◆ ABOUT THIS EXERCISE
Gather all lines in the data that hold the string "neighbors".

BEGIN DATA SUPPLIED

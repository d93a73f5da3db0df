//! Feature-hashing embedder
//!
//! A deterministic, dependency-free stand-in for the real embedding model.
//! Character trigrams and whole words are hashed into a fixed-dimension
//! vector, which is then unit-normalized. Similar phrasings share trigrams
//! and words, so they land near each other under cosine similarity. Used in
//! tests and in deployments that run without an embedding service.

use crate::embedder::TextEmbedder;
use dermadx_core::{Result, Vector};
use std::collections::hash_map::DefaultHasher;
use std::hash::{Hash, Hasher};

/// Default dimensionality of hashed embeddings
pub const DEFAULT_HASH_DIM: usize = 384;

#[derive(Debug, Clone)]
pub struct HashEmbedder {
    dim: usize,
}

impl HashEmbedder {
    #[must_use]
    pub fn new(dim: usize) -> Self {
        Self { dim }
    }

    fn hash_text(&self, text: &str) -> Vector {
        let mut components = vec![0.0f32; self.dim];
        let normalized = text.to_lowercase();

        for trigram in trigrams(&normalized) {
            components[bucket(&trigram, self.dim)] += 1.0;
        }

        // Whole words carry more signal than any single trigram
        for word in normalized.split_whitespace() {
            components[bucket(&word, self.dim)] += 2.0;
        }

        let mut vector = Vector::new(components);
        vector.normalize();
        vector
    }
}

impl Default for HashEmbedder {
    fn default() -> Self {
        Self::new(DEFAULT_HASH_DIM)
    }
}

impl TextEmbedder for HashEmbedder {
    fn dim(&self) -> usize {
        self.dim
    }

    fn embed_batch(&self, texts: &[&str]) -> Result<Vec<Vector>> {
        Ok(texts.iter().map(|text| self.hash_text(text)).collect())
    }
}

fn bucket<T: Hash + ?Sized>(value: &T, dim: usize) -> usize {
    // DefaultHasher::new() is keyed with fixed constants, so buckets are
    // stable across runs and processes.
    let mut hasher = DefaultHasher::new();
    value.hash(&mut hasher);
    (hasher.finish() as usize) % dim
}

/// Character trigrams over the space-padded string
fn trigrams(s: &str) -> Vec<String> {
    let padded = format!("  {}  ", s);
    let chars: Vec<char> = padded.chars().collect();

    if chars.len() < 3 {
        return Vec::new();
    }

    chars
        .windows(3)
        .map(|w| w.iter().collect::<String>())
        .collect()
}
//! Retrieval ranker
//!
//! Scores every reference record against the query with a full linear scan
//! and orders them by similarity. No approximate index: the store is small
//! and static, and an exhaustive scan keeps results exactly reproducible.

use dermadx_core::{Disease, ReferenceStore, Vector};

/// One scored reference record.
#[derive(Debug, Clone, Copy, PartialEq)]
pub struct Neighbor {
    pub similarity: f32,
    pub label: Disease,
}

/// Rank all store records against `query` by descending similarity.
///
/// Similarity is the dot product of the unit-norm query and record vectors,
/// i.e. cosine similarity. The sort is stable, so records with equal
/// similarity keep their store order and tie-breaks are deterministic.
#[must_use]
pub fn rank(query: &Vector, store: &ReferenceStore) -> Vec<Neighbor> {
    let mut neighbors: Vec<Neighbor> = store
        .records()
        .iter()
        .map(|record| Neighbor {
            similarity: query.dot(&record.vector),
            label: record.label,
        })
        .collect();

    neighbors.sort_by(|a, b| {
        b.similarity
            .partial_cmp(&a.similarity)
            .unwrap_or(std::cmp::Ordering::Equal)
    });

    neighbors
}

#[cfg(test)]
mod tests {
    use super::*;
    use dermadx_core::VectorRecord;

    fn store(records: Vec<(Vec<f32>, Disease)>) -> ReferenceStore {
        let dim = records.first().map_or(2, |(v, _)| v.len());
        ReferenceStore::new(
            dim,
            records
                .into_iter()
                .map(|(data, label)| VectorRecord::new(Vector::new(data), label))
                .collect(),
        )
        .unwrap()
    }

    #[test]
    fn test_rank_orders_by_descending_similarity() {
        let store = store(vec![
            (vec![0.0, 1.0], Disease::Healthy),
            (vec![1.0, 0.0], Disease::Ringworm),
            (vec![0.6, 0.8], Disease::Dermatitis),
        ]);
        let query = Vector::new(vec![1.0, 0.0]);

        let ranked = rank(&query, &store);
        assert_eq!(ranked.len(), 3);
        assert_eq!(ranked[0].label, Disease::Ringworm);
        assert_eq!(ranked[1].label, Disease::Dermatitis);
        assert_eq!(ranked[2].label, Disease::Healthy);
    }

    #[test]
    fn test_rank_ties_keep_store_order() {
        let store = store(vec![
            (vec![1.0, 0.0], Disease::Demodicosis),
            (vec![1.0, 0.0], Disease::Hypersensitivity),
            (vec![1.0, 0.0], Disease::Dermatitis),
        ]);
        let query = Vector::new(vec![1.0, 0.0]);

        let ranked = rank(&query, &store);
        let labels: Vec<Disease> = ranked.iter().map(|n| n.label).collect();
        assert_eq!(
            labels,
            vec![
                Disease::Demodicosis,
                Disease::Hypersensitivity,
                Disease::Dermatitis
            ]
        );
    }

    #[test]
    fn test_rank_empty_store() {
        let store = ReferenceStore::new(2, Vec::new()).unwrap();
        let query = Vector::new(vec![1.0, 0.0]);
        assert!(rank(&query, &store).is_empty());
    }
}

END DATA SUPPLIED

◆ OUTPUT
    let mut neighbors: Vec<Neighbor> = store
    neighbors.sort_by(|a, b| {
    neighbors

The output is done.